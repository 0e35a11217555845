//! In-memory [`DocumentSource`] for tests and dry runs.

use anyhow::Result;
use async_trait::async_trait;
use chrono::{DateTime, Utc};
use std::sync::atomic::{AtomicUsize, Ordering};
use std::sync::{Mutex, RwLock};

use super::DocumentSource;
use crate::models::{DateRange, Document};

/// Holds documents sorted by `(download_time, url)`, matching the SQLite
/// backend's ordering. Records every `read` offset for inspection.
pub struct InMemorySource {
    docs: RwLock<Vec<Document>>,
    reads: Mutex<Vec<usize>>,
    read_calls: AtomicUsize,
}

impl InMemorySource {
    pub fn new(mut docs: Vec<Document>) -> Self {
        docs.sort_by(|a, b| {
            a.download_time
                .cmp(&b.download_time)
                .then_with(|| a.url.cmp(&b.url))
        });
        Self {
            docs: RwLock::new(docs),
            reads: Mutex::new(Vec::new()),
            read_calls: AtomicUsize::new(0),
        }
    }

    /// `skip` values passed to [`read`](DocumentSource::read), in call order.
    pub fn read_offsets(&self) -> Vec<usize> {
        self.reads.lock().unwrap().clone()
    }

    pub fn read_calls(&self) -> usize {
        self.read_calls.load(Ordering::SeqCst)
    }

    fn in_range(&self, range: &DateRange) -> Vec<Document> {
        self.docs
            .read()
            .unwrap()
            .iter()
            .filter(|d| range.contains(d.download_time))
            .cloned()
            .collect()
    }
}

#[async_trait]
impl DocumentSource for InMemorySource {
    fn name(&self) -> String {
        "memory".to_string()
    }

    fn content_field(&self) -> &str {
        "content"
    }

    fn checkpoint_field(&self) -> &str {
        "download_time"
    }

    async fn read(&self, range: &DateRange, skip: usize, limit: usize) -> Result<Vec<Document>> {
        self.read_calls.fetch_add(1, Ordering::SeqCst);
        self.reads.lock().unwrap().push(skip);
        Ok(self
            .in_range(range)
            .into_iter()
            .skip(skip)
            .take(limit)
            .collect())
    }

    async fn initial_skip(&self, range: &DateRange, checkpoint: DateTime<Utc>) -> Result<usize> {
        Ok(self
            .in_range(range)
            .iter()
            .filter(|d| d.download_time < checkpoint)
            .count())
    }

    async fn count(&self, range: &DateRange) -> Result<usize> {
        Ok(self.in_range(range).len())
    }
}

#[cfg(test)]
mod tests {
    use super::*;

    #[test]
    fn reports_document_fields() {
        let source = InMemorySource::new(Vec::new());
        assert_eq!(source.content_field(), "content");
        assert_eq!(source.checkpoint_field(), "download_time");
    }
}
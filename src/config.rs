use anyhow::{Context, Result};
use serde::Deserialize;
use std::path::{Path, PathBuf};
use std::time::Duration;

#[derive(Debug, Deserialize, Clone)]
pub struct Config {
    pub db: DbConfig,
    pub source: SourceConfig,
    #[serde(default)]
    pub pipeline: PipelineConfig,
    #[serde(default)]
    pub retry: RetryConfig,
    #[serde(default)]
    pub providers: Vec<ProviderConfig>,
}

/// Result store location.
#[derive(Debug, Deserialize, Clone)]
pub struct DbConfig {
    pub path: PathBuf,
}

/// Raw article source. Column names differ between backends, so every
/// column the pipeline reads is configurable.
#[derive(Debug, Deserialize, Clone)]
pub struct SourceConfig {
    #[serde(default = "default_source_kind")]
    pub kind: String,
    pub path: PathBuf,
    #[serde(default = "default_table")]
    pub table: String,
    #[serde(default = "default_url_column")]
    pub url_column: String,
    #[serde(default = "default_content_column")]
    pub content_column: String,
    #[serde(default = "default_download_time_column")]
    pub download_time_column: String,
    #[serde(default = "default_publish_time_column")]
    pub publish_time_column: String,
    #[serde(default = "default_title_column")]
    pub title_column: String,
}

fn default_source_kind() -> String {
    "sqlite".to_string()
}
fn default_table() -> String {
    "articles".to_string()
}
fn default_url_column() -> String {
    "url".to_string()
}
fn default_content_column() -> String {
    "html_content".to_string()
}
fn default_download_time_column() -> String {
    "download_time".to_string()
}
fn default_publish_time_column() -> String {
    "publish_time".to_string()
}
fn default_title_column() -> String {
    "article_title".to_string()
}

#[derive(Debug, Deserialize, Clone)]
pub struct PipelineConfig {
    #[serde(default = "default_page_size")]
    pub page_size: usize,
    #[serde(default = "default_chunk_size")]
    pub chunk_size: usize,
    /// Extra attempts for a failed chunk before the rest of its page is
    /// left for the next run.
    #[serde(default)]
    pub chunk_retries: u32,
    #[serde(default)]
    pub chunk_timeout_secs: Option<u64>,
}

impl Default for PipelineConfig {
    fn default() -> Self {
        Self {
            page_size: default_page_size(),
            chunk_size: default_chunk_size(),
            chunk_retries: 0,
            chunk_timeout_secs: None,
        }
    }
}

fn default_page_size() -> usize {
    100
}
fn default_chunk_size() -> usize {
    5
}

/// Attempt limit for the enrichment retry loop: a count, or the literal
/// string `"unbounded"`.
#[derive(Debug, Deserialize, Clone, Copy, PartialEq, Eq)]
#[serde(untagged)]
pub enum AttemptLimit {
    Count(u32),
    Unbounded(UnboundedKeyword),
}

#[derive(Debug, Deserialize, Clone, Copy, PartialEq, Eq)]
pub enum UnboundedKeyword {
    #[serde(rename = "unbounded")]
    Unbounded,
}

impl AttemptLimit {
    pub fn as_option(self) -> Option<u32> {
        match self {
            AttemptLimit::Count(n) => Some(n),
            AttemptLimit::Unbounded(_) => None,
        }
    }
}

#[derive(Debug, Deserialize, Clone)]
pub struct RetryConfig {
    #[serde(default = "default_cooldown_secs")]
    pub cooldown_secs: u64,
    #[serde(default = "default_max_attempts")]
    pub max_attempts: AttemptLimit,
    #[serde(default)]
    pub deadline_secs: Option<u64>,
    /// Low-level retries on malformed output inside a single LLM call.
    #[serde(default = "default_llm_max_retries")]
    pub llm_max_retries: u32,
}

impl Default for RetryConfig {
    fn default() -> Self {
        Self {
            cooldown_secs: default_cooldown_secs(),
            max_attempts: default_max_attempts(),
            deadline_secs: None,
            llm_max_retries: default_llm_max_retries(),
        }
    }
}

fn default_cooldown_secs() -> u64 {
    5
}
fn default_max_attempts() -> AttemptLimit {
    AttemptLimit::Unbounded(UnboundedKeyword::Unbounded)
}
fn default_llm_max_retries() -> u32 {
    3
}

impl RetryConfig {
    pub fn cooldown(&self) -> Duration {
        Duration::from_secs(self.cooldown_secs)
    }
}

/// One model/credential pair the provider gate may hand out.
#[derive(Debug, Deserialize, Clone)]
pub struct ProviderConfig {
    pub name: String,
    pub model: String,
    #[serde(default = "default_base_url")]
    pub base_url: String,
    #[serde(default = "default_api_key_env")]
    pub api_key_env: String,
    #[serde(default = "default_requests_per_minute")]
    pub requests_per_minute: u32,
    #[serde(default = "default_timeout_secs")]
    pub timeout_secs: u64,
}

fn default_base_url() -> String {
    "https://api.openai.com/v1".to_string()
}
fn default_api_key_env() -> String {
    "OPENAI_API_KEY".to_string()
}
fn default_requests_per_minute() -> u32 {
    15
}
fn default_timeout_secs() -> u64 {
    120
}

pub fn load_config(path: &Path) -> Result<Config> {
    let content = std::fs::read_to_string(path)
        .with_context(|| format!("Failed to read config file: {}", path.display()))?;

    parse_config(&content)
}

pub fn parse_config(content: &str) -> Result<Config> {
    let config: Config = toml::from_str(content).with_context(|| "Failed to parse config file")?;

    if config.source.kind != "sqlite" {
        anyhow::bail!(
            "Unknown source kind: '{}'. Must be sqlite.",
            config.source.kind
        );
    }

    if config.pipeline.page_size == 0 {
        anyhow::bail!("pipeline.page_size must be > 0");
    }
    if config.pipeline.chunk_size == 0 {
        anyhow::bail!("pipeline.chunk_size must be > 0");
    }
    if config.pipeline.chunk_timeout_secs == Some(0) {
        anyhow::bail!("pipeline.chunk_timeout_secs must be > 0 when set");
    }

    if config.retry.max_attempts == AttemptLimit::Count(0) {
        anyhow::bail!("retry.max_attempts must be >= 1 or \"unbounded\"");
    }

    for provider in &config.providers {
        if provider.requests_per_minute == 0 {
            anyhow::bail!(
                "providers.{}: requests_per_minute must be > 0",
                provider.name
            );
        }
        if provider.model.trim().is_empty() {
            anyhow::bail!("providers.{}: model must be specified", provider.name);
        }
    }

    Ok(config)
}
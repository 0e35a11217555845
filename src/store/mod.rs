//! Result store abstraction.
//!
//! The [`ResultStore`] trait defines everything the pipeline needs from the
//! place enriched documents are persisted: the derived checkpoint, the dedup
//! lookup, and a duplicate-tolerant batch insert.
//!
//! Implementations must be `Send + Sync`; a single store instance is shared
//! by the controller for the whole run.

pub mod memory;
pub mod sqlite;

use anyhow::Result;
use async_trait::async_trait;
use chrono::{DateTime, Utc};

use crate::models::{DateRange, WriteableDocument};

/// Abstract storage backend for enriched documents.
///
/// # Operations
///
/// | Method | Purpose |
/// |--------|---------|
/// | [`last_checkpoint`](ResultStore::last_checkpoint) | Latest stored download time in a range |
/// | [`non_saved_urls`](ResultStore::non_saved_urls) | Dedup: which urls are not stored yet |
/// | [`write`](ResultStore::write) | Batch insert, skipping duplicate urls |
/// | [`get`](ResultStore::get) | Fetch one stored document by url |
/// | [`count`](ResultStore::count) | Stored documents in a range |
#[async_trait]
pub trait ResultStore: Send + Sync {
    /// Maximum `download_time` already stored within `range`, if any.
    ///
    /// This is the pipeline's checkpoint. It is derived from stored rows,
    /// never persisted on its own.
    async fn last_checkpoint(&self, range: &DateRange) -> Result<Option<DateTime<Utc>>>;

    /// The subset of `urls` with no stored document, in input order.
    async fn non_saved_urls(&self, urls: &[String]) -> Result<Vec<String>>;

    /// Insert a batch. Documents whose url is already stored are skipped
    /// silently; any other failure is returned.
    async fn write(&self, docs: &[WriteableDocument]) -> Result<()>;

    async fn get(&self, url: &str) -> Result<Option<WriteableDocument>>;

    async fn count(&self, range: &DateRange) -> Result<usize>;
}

# # # #

Copy out the lines above that hold the string "urls".

/// | [`non_saved_urls`](ResultStore::non_saved_urls) | Dedup: which urls are not stored yet |
/// | [`write`](ResultStore::write) | Batch insert, skipping duplicate urls |
    /// The subset of `urls` with no stored document, in input order.
    async fn non_saved_urls(&self, urls: &[String]) -> Result<Vec<String>>;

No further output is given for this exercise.